- _Problem_: Copy out each line of the data below in which "normalized" appears.

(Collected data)
•••
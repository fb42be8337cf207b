// Copyright (C) 2026 Fred Clausen
// Use of this source code is governed by an MIT-style
// license that can be found in the LICENSE file or at
// https://opensource.org/licenses/MIT.

//! Multi-step use cases that act on behalf of a principal.
//!
//! Approving a job request writes two records. There is no transaction
//! spanning them, so a failed work order insert is compensated by putting
//! the request's previous status back.

use facilitydesk_domain::{
    JobRequest, JobRequestStatus, RecordId, WorkOrder, WorkOrderComment, WorkOrderStatus,
    identifier, non_empty_string,
};
use facilitydesk_persistence::Persistence;
use time::OffsetDateTime;
use tracing::{error, info, warn};

use crate::auth::{AuthenticatedPrincipal, AuthorizationService};
use crate::error::{ApiError, translate_domain_error};
use crate::handlers::job_requests::{load_job_request, set_job_request_status};
use crate::handlers::work_orders::{append_comment, insert_work_order, load_work_order};
use crate::request_response::{ApproveJobRequestResponse, JobRequestInfo, WorkOrderInfo};

fn parse_job_request_id(value: &str) -> Result<RecordId, ApiError> {
    identifier(value, "jobRequestId").map_err(translate_domain_error)
}

/// Builds the work order an approved request turns into.
///
/// The contractor is left unassigned and work is not yet started.
fn seed_work_order(request: &JobRequest, job_request_id: RecordId) -> WorkOrder {
    let now: OffsetDateTime = OffsetDateTime::now_utc();
    WorkOrder {
        work_order_id: None,
        job_request_id,
        company_name: request.company_name.clone(),
        assigned_contractor_id: None,
        priority: request.priority,
        description: request.description.clone(),
        address: request.address.clone(),
        city: request.city.clone(),
        state: request.state.clone(),
        zip_code: request.zip_code,
        latitude: None,
        longitude: None,
        status: WorkOrderStatus::NotStarted,
        start_date: Some(now),
        estimated_end_date: None,
        comments: Vec::new(),
        created_at: now,
    }
}

/// Approves a job request and opens a work order for it.
///
/// Any current status may be approved again; there is no transition
/// graph. If the work order cannot be stored the request's previous
/// status is restored on a best-effort basis and the insert error is
/// returned.
///
/// # Errors
///
/// Returns an error if:
/// - The principal is not an admin
/// - The id is malformed or no job request has it
/// - Either write fails
pub fn approve_job_request(
    persistence: &mut Persistence,
    principal: &AuthenticatedPrincipal,
    id: &str,
) -> Result<ApproveJobRequestResponse, ApiError> {
    AuthorizationService::authorize_approve_job_request(principal)?;
    let job_request_id: RecordId = parse_job_request_id(id)?;
    let request: JobRequest = load_job_request(persistence, job_request_id)?;
    let previous_status: JobRequestStatus = request.status;

    set_job_request_status(persistence, job_request_id, JobRequestStatus::Approved)?;

    let work_order: WorkOrderInfo =
        match insert_work_order(persistence, seed_work_order(&request, job_request_id)) {
            Ok(info) => info,
            Err(err) => {
                warn!(%job_request_id, %err, "Work order creation failed, reverting approval");
                if let Err(revert_err) =
                    set_job_request_status(persistence, job_request_id, previous_status)
                {
                    error!(
                        %job_request_id,
                        %previous_status,
                        %revert_err,
                        "Failed to revert job request status"
                    );
                }
                return Err(err);
            }
        };

    info!(
        %job_request_id,
        work_order_id = %work_order.id,
        approved_by = %principal.user_id,
        "Job request approved"
    );

    Ok(ApproveJobRequestResponse {
        job_request: JobRequestInfo::from_job_request(load_job_request(
            persistence,
            job_request_id,
        )?)?,
        work_order,
    })
}

/// Rejects a job request.
///
/// # Errors
///
/// Returns an error if the principal is not an admin or no job request
/// has the id.
pub fn reject_job_request(
    persistence: &mut Persistence,
    principal: &AuthenticatedPrincipal,
    id: &str,
) -> Result<JobRequestInfo, ApiError> {
    AuthorizationService::authorize_reject_job_request(principal)?;
    let job_request_id: RecordId = parse_job_request_id(id)?;
    load_job_request(persistence, job_request_id)?;

    set_job_request_status(persistence, job_request_id, JobRequestStatus::Rejected)?;
    info!(%job_request_id, rejected_by = %principal.user_id, "Job request rejected");

    JobRequestInfo::from_job_request(load_job_request(persistence, job_request_id)?)
}

/// Appends a comment authored by the principal.
///
/// Contractors may only comment on work orders assigned to them.
///
/// # Errors
///
/// Returns an error if:
/// - The text is blank or the id is malformed
/// - No work order has the id
/// - The principal may not view the work order
pub fn add_comment_as(
    persistence: &mut Persistence,
    principal: &AuthenticatedPrincipal,
    work_order_id: &str,
    text: &str,
) -> Result<WorkOrderInfo, ApiError> {
    let id: RecordId = identifier(work_order_id, "workOrderId").map_err(translate_domain_error)?;
    let comment: WorkOrderComment = WorkOrderComment {
        comment_id: None,
        author_name: Some(principal.display_name.clone()),
        text: non_empty_string(text, "comment").map_err(translate_domain_error)?,
    };

    let work_order: WorkOrder = load_work_order(persistence, id)?;
    AuthorizationService::authorize_view_work_order(principal, &work_order)?;

    append_comment(persistence, id, &comment)
}
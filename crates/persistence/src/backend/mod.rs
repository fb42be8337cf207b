// Copyright (C) 2026 Fred Clausen
// Use of this source code is governed by an MIT-style
// license that can be found in the LICENSE file or at
// https://opensource.org/licenses/MIT.

//! Database backend-specific code.
//!
//! This module isolates backend-specific initialization, migration,
//! and helper functions that cannot be expressed in Diesel DSL.
//!
//! Backend-specific code is limited to:
//!
//! - Connection initialization
//! - Migration execution
//! - Backend-specific configuration (PRAGMA statements)
//! - Workarounds for missing Diesel DSL features
//!
//! All entity queries and mutations live in `queries/` and `mutations/`.

pub mod sqlite;

use diesel::{Connection, SqliteConnection};

use crate::error::PersistenceError;

/// Operations that cannot be expressed in Diesel DSL.
pub trait PersistenceBackend: Connection {
    /// Retrieves the last inserted row ID.
    ///
    /// # Errors
    ///
    /// Returns an error if the query fails.
    fn get_last_insert_rowid(&mut self) -> Result<i64, PersistenceError>;

    /// Verifies that foreign key enforcement is enabled.
    ///
    /// Child rows (work order comments, invoice items, credentials) rely on
    /// cascading deletes.
    ///
    /// # Errors
    ///
    /// Returns an error if foreign key enforcement is not enabled.
    fn verify_foreign_key_enforcement(&mut self) -> Result<(), PersistenceError>;
}

impl PersistenceBackend for SqliteConnection {
    fn get_last_insert_rowid(&mut self) -> Result<i64, PersistenceError> {
        sqlite::get_last_insert_rowid(self)
    }

    fn verify_foreign_key_enforcement(&mut self) -> Result<(), PersistenceError> {
        sqlite::verify_foreign_key_enforcement(self)
    }
}
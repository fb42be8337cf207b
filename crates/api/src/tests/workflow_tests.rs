// Copyright (C) 2026 Fred Clausen
// Use of this source code is governed by an MIT-style
// license that can be found in the LICENSE file or at
// https://opensource.org/licenses/MIT.

use crate::handlers::job_requests::get_job_request;
use crate::handlers::work_orders::update_work_order;
use crate::workflows::{add_comment_as, approve_job_request, reject_job_request};
use crate::{
    ApiError, ApproveJobRequestResponse, AuthenticatedPrincipal, ErrorKind, JobRequestInfo,
    UpdateWorkOrderRequest, WorkOrderInfo,
};

use super::helpers::{
    seed_admin, seed_company, seed_contractor, seed_job_request, seed_work_order,
    setup_test_persistence,
};

#[test]
fn test_approve_creates_seeded_work_order() {
    let mut persistence = setup_test_persistence();
    seed_company(&mut persistence, "Acme");
    let request: JobRequestInfo = seed_job_request(&mut persistence, "Acme");
    let admin: AuthenticatedPrincipal = seed_admin(&mut persistence);

    let response: ApproveJobRequestResponse =
        approve_job_request(&mut persistence, &admin, &request.id).unwrap();

    assert_eq!(response.job_request.status, "approved");
    let work_order: WorkOrderInfo = response.work_order;
    assert_eq!(work_order.job_request_id, request.id);
    assert_eq!(work_order.company_name, "Acme");
    assert_eq!(work_order.priority, request.priority);
    assert_eq!(work_order.description, request.description);
    assert_eq!(work_order.zip_code, request.zip_code);
    assert_eq!(work_order.status, "not started");
    assert_eq!(work_order.assigned_contractor_id, None);
    assert!(work_order.start_date.is_some());
    assert!(work_order.comments.is_empty());
}

#[test]
fn test_approve_twice_is_allowed() {
    let mut persistence = setup_test_persistence();
    seed_company(&mut persistence, "Acme");
    let request: JobRequestInfo = seed_job_request(&mut persistence, "Acme");
    let admin: AuthenticatedPrincipal = seed_admin(&mut persistence);

    let first: ApproveJobRequestResponse =
        approve_job_request(&mut persistence, &admin, &request.id).unwrap();
    let second: ApproveJobRequestResponse =
        approve_job_request(&mut persistence, &admin, &request.id).unwrap();

    assert_ne!(first.work_order.id, second.work_order.id);
}

#[test]
fn test_contractor_cannot_approve() {
    let mut persistence = setup_test_persistence();
    seed_company(&mut persistence, "Acme");
    let request: JobRequestInfo = seed_job_request(&mut persistence, "Acme");
    let contractor: AuthenticatedPrincipal = seed_contractor(&mut persistence, "Sam", "Smith");

    let result: Result<ApproveJobRequestResponse, ApiError> =
        approve_job_request(&mut persistence, &contractor, &request.id);

    assert_eq!(result.unwrap_err().kind(), ErrorKind::Authorization);
    let unchanged: JobRequestInfo = get_job_request(&mut persistence, &request.id).unwrap();
    assert_eq!(unchanged.status, "pending");
}

#[test]
fn test_approve_missing_job_request() {
    let mut persistence = setup_test_persistence();
    let admin: AuthenticatedPrincipal = seed_admin(&mut persistence);

    let result: Result<ApproveJobRequestResponse, ApiError> =
        approve_job_request(&mut persistence, &admin, "31");

    assert_eq!(result.unwrap_err().kind(), ErrorKind::NotFound);
}

#[test]
fn test_reject_sets_status() {
    let mut persistence = setup_test_persistence();
    seed_company(&mut persistence, "Acme");
    let request: JobRequestInfo = seed_job_request(&mut persistence, "Acme");
    let admin: AuthenticatedPrincipal = seed_admin(&mut persistence);

    let rejected: JobRequestInfo =
        reject_job_request(&mut persistence, &admin, &request.id).unwrap();

    assert_eq!(rejected.status, "rejected");
}

#[test]
fn test_contractor_cannot_reject() {
    let mut persistence = setup_test_persistence();
    seed_company(&mut persistence, "Acme");
    let request: JobRequestInfo = seed_job_request(&mut persistence, "Acme");
    let contractor: AuthenticatedPrincipal = seed_contractor(&mut persistence, "Sam", "Smith");

    let result: Result<JobRequestInfo, ApiError> =
        reject_job_request(&mut persistence, &contractor, &request.id);

    assert!(matches!(result, Err(ApiError::Unauthorized { .. })));
}

#[test]
fn test_comment_author_comes_from_principal() {
    let mut persistence = setup_test_persistence();
    let work_order: WorkOrderInfo = seed_work_order(&mut persistence);
    let admin: AuthenticatedPrincipal = seed_admin(&mut persistence);

    let updated: WorkOrderInfo =
        add_comment_as(&mut persistence, &admin, &work_order.id, "Scheduled for Monday").unwrap();

    let last = updated.comments.last().unwrap();
    assert_eq!(last.name.as_deref(), Some("Alex Admin"));
    assert_eq!(last.comment, "Scheduled for Monday");
}

#[test]
fn test_contractor_comments_only_on_own_work_orders() {
    let mut persistence = setup_test_persistence();
    let work_order: WorkOrderInfo = seed_work_order(&mut persistence);
    let sam: AuthenticatedPrincipal = seed_contractor(&mut persistence, "Sam", "Smith");

    let denied: Result<WorkOrderInfo, ApiError> =
        add_comment_as(&mut persistence, &sam, &work_order.id, "On my way");
    update_work_order(
        &mut persistence,
        &work_order.id,
        &UpdateWorkOrderRequest {
            assigned_contractor_id: Some(Some(sam.user_id.to_string())),
            ..UpdateWorkOrderRequest::default()
        },
    )
    .unwrap();
    let allowed: WorkOrderInfo =
        add_comment_as(&mut persistence, &sam, &work_order.id, "On my way").unwrap();

    assert_eq!(denied.unwrap_err().kind(), ErrorKind::Authorization);
    assert_eq!(allowed.comments.len(), 1);
    assert_eq!(allowed.comments[0].name.as_deref(), Some("Sam Smith"));
}

#[test]
fn test_blank_comment_is_rejected() {
    let mut persistence = setup_test_persistence();
    let work_order: WorkOrderInfo = seed_work_order(&mut persistence);
    let admin: AuthenticatedPrincipal = seed_admin(&mut persistence);

    let result: Result<WorkOrderInfo, ApiError> =
        add_comment_as(&mut persistence, &admin, &work_order.id, "  ");

    assert_eq!(result.unwrap_err().kind(), ErrorKind::Validation);
}
// Copyright (C) 2026 Fred Clausen
// Use of this source code is governed by an MIT-style
// license that can be found in the LICENSE file or at
// https://opensource.org/licenses/MIT.

use crate::error::DomainError;
use crate::money::{Money, TaxRate};
use serde::{Deserialize, Serialize};
use std::str::FromStr;
use time::OffsetDateTime;

/// A store-assigned record identifier.
///
/// Identifiers are positive row ids. They are rendered as decimal strings
/// at the API boundary and parsed back with [`crate::identifier`].
#[derive(Debug, Clone, Copy, PartialEq, Eq, PartialOrd, Ord, Hash, Serialize, Deserialize)]
pub struct RecordId(i64);

impl RecordId {
    /// Wraps a row id.
    ///
    /// Returns `None` unless `value` is positive.
    #[must_use]
    pub const fn new(value: i64) -> Option<Self> {
        if value > 0 { Some(Self(value)) } else { None }
    }

    /// Returns the underlying row id.
    #[must_use]
    pub const fn value(self) -> i64 {
        self.0
    }
}

impl std::fmt::Display for RecordId {
    fn fmt(&self, f: &mut std::fmt::Formatter<'_>) -> std::fmt::Result {
        write!(f, "{}", self.0)
    }
}

impl FromStr for RecordId {
    type Err = DomainError;

    fn from_str(s: &str) -> Result<Self, Self::Err> {
        s.parse::<i64>()
            .ok()
            .and_then(Self::new)
            .ok_or_else(|| DomainError::InvalidIdentifier {
                field: String::from("id"),
                value: s.to_string(),
            })
    }
}

/// Urgency of a job request or work order.
#[derive(Debug, Clone, Copy, PartialEq, Eq, Hash, Serialize, Deserialize)]
#[serde(rename_all = "lowercase")]
pub enum Priority {
    Low,
    Medium,
    High,
}

impl FromStr for Priority {
    type Err = DomainError;

    fn from_str(s: &str) -> Result<Self, Self::Err> {
        match s.trim().to_lowercase().as_str() {
            "low" => Ok(Self::Low),
            "medium" => Ok(Self::Medium),
            "high" => Ok(Self::High),
            _ => Err(DomainError::InvalidPriority(s.to_string())),
        }
    }
}

impl std::fmt::Display for Priority {
    fn fmt(&self, f: &mut std::fmt::Formatter<'_>) -> std::fmt::Result {
        write!(f, "{}", self.as_str())
    }
}

impl Priority {
    /// Converts this priority to its stored string form.
    #[must_use]
    pub const fn as_str(&self) -> &'static str {
        match self {
            Self::Low => "low",
            Self::Medium => "medium",
            Self::High => "high",
        }
    }
}

/// Triage state of a job request.
///
/// This is a plain enumeration: any status may be written over any other.
/// Callers decide which writes are legal in context.
#[derive(Debug, Clone, Copy, PartialEq, Eq, Hash, Default, Serialize, Deserialize)]
#[serde(rename_all = "lowercase")]
pub enum JobRequestStatus {
    #[default]
    Pending,
    Approved,
    Rejected,
    Cancelled,
}

impl FromStr for JobRequestStatus {
    type Err = DomainError;

    fn from_str(s: &str) -> Result<Self, Self::Err> {
        match s.trim().to_lowercase().as_str() {
            "pending" => Ok(Self::Pending),
            "approved" => Ok(Self::Approved),
            "rejected" => Ok(Self::Rejected),
            "cancelled" => Ok(Self::Cancelled),
            _ => Err(DomainError::InvalidJobRequestStatus(s.to_string())),
        }
    }
}

impl std::fmt::Display for JobRequestStatus {
    fn fmt(&self, f: &mut std::fmt::Formatter<'_>) -> std::fmt::Result {
        write!(f, "{}", self.as_str())
    }
}

impl JobRequestStatus {
    /// Converts this status to its stored string form.
    #[must_use]
    pub const fn as_str(&self) -> &'static str {
        match self {
            Self::Pending => "pending",
            Self::Approved => "approved",
            Self::Rejected => "rejected",
            Self::Cancelled => "cancelled",
        }
    }
}

/// Progress state of a work order.
///
/// Like [`JobRequestStatus`] there is no transition graph.
#[derive(Debug, Clone, Copy, PartialEq, Eq, Hash, Default, Serialize, Deserialize)]
pub enum WorkOrderStatus {
    #[default]
    #[serde(rename = "open")]
    Open,
    #[serde(rename = "assigned")]
    Assigned,
    #[serde(rename = "in progress")]
    InProgress,
    #[serde(rename = "completed")]
    Completed,
    #[serde(rename = "cancelled")]
    Cancelled,
    #[serde(rename = "not started")]
    NotStarted,
}

impl FromStr for WorkOrderStatus {
    type Err = DomainError;

    /// Parses a status, ignoring case and treating hyphens as spaces.
    fn from_str(s: &str) -> Result<Self, Self::Err> {
        let normalized: String = s.trim().to_lowercase().replace('-', " ");
        match normalized.as_str() {
            "open" => Ok(Self::Open),
            "assigned" => Ok(Self::Assigned),
            "in progress" => Ok(Self::InProgress),
            "completed" => Ok(Self::Completed),
            "cancelled" => Ok(Self::Cancelled),
            "not started" => Ok(Self::NotStarted),
            _ => Err(DomainError::InvalidWorkOrderStatus(s.to_string())),
        }
    }
}

impl std::fmt::Display for WorkOrderStatus {
    fn fmt(&self, f: &mut std::fmt::Formatter<'_>) -> std::fmt::Result {
        write!(f, "{}", self.as_str())
    }
}

impl WorkOrderStatus {
    /// Converts this status to its stored string form.
    #[must_use]
    pub const fn as_str(&self) -> &'static str {
        match self {
            Self::Open => "open",
            Self::Assigned => "assigned",
            Self::InProgress => "in progress",
            Self::Completed => "completed",
            Self::Cancelled => "cancelled",
            Self::NotStarted => "not started",
        }
    }
}

/// Billing state of an invoice.
#[derive(Debug, Clone, Copy, PartialEq, Eq, Hash, Default, Serialize, Deserialize)]
#[serde(rename_all = "lowercase")]
pub enum InvoiceStatus {
    #[default]
    Draft,
    Issued,
    Paid,
    Cancelled,
}

impl FromStr for InvoiceStatus {
    type Err = DomainError;

    fn from_str(s: &str) -> Result<Self, Self::Err> {
        match s.trim().to_lowercase().as_str() {
            "draft" => Ok(Self::Draft),
            "issued" => Ok(Self::Issued),
            "paid" => Ok(Self::Paid),
            "cancelled" => Ok(Self::Cancelled),
            _ => Err(DomainError::InvalidInvoiceStatus(s.to_string())),
        }
    }
}

impl std::fmt::Display for InvoiceStatus {
    fn fmt(&self, f: &mut std::fmt::Formatter<'_>) -> std::fmt::Result {
        write!(f, "{}", self.as_str())
    }
}

impl InvoiceStatus {
    /// Converts this status to its stored string form.
    #[must_use]
    pub const fn as_str(&self) -> &'static str {
        match self {
            Self::Draft => "draft",
            Self::Issued => "issued",
            Self::Paid => "paid",
            Self::Cancelled => "cancelled",
        }
    }
}

/// The role of an application user.
#[derive(Debug, Clone, Copy, PartialEq, Eq, Hash, Serialize, Deserialize)]
#[serde(rename_all = "lowercase")]
pub enum Role {
    /// Triages job requests, manages work orders, issues invoices.
    Admin,
    /// Performs work orders assigned to them.
    Contractor,
}

impl FromStr for Role {
    type Err = DomainError;

    fn from_str(s: &str) -> Result<Self, Self::Err> {
        match s.trim().to_lowercase().as_str() {
            "admin" => Ok(Self::Admin),
            "contractor" => Ok(Self::Contractor),
            _ => Err(DomainError::InvalidRole(s.to_string())),
        }
    }
}

impl std::fmt::Display for Role {
    fn fmt(&self, f: &mut std::fmt::Formatter<'_>) -> std::fmt::Result {
        write!(f, "{}", self.as_str())
    }
}

impl Role {
    /// Converts this role to its stored string form.
    #[must_use]
    pub const fn as_str(&self) -> &'static str {
        match self {
            Self::Admin => "admin",
            Self::Contractor => "contractor",
        }
    }
}

/// The person to contact at a client company.
#[derive(Debug, Clone, PartialEq, Eq)]
pub struct PrimaryContact {
    pub name: String,
    pub email: String,
    pub phone: String,
    pub title: String,
}

/// A client company that submits job requests.
#[derive(Debug, Clone, PartialEq, Eq)]
pub struct Company {
    /// Store identifier. `None` until persisted.
    pub company_id: Option<RecordId>,
    /// Unique, case-sensitive company name.
    pub company_name: String,
    /// Company website, empty when unknown.
    pub website: String,
    pub address: String,
    pub city: String,
    pub state: String,
    pub zip_code: u32,
    pub primary_contact: PrimaryContact,
    /// Only active companies may submit job requests.
    pub is_active: bool,
}

/// An application user.
#[derive(Debug, Clone, PartialEq, Eq)]
pub struct User {
    /// Store identifier. `None` until persisted.
    pub user_id: Option<RecordId>,
    pub role: Role,
    pub first_name: String,
    pub last_name: String,
    pub city: String,
    pub state: String,
    pub phone: String,
    /// Lowercase alphabetic skill tags, never empty.
    pub skills: Vec<String>,
}

impl User {
    /// Returns the user's name as shown on work orders and comments.
    #[must_use]
    pub fn display_name(&self) -> String {
        format!("{} {}", self.first_name, self.last_name)
    }
}

/// An inbound service request from a client company.
#[derive(Debug, Clone, PartialEq, Eq)]
pub struct JobRequest {
    /// Store identifier. `None` until persisted.
    pub job_request_id: Option<RecordId>,
    /// Snapshot of the submitting company's id at creation time.
    pub company_id: RecordId,
    /// Snapshot of the submitting company's name at creation time.
    pub company_name: String,
    pub category: String,
    pub priority: Priority,
    pub description: String,
    pub address: String,
    pub city: String,
    pub state: String,
    pub zip_code: u32,
    /// Absolute http(s) URL of a supporting attachment.
    pub attachment_url: Option<String>,
    pub status: JobRequestStatus,
    pub requested_date: Option<OffsetDateTime>,
    pub created_at: OffsetDateTime,
}

/// A comment appended to a work order.
#[derive(Debug, Clone, PartialEq, Eq)]
pub struct WorkOrderComment {
    /// Caller-supplied comment id, if any.
    pub comment_id: Option<String>,
    /// Display name of the author, if any.
    pub author_name: Option<String>,
    pub text: String,
}

/// Schedulable work derived from an approved job request.
#[derive(Debug, Clone, PartialEq)]
pub struct WorkOrder {
    /// Store identifier. `None` until persisted.
    pub work_order_id: Option<RecordId>,
    pub job_request_id: RecordId,
    pub company_name: String,
    /// Weak reference to a user whose role is contractor.
    pub assigned_contractor_id: Option<RecordId>,
    pub priority: Priority,
    pub description: String,
    pub address: String,
    pub city: String,
    pub state: String,
    pub zip_code: u32,
    pub latitude: Option<f64>,
    pub longitude: Option<f64>,
    pub status: WorkOrderStatus,
    pub start_date: Option<OffsetDateTime>,
    pub estimated_end_date: Option<OffsetDateTime>,
    /// Comments in the order they were appended.
    pub comments: Vec<WorkOrderComment>,
    pub created_at: OffsetDateTime,
}

/// A catalog entry for a standard billable service.
#[derive(Debug, Clone, PartialEq, Eq)]
pub struct Charge {
    /// Human-assigned code, e.g. `HWO-101`.
    pub charge_id: String,
    pub category: String,
    pub description: String,
    pub avg_charge: Money,
    pub last_updated: Option<OffsetDateTime>,
}

/// One billed line on an invoice.
#[derive(Debug, Clone, PartialEq, Eq)]
pub struct InvoiceItem {
    /// Code of the charge this line bills.
    pub charge_code: String,
    pub description: String,
    pub price: Money,
    pub quantity: u32,
    /// `price * quantity`.
    pub line_total: Money,
}

/// A billing document tied to one work order.
#[derive(Debug, Clone, PartialEq, Eq)]
pub struct Invoice {
    /// Store identifier. `None` until persisted.
    pub invoice_id: Option<RecordId>,
    pub work_order_id: RecordId,
    pub company_name: String,
    pub dataset_work_ids: Vec<String>,
    pub items: Vec<InvoiceItem>,
    pub subtotal: Money,
    pub tax_rate: TaxRate,
    pub tax: Money,
    pub total: Money,
    pub status: InvoiceStatus,
    pub issued_date: Option<OffsetDateTime>,
    pub paid_date: Option<OffsetDateTime>,
    pub created_at: OffsetDateTime,
}

/// A zip code as supplied by a caller.
///
/// Forms and JSON payloads carry zip codes either as text or as a number.
#[derive(Debug, Clone, PartialEq, Serialize, Deserialize)]
#[serde(untagged)]
pub enum ZipCodeInput {
    Text(String),
    Number(f64),
}

impl From<u32> for ZipCodeInput {
    fn from(value: u32) -> Self {
        Self::Number(f64::from(value))
    }
}

impl From<&str> for ZipCodeInput {
    fn from(value: &str) -> Self {
        Self::Text(value.to_string())
    }
}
•••
- _Solution for this problem_:
        let normalized: String = s.trim().to_lowercase().replace('-', " ");
        match normalized.as_str() {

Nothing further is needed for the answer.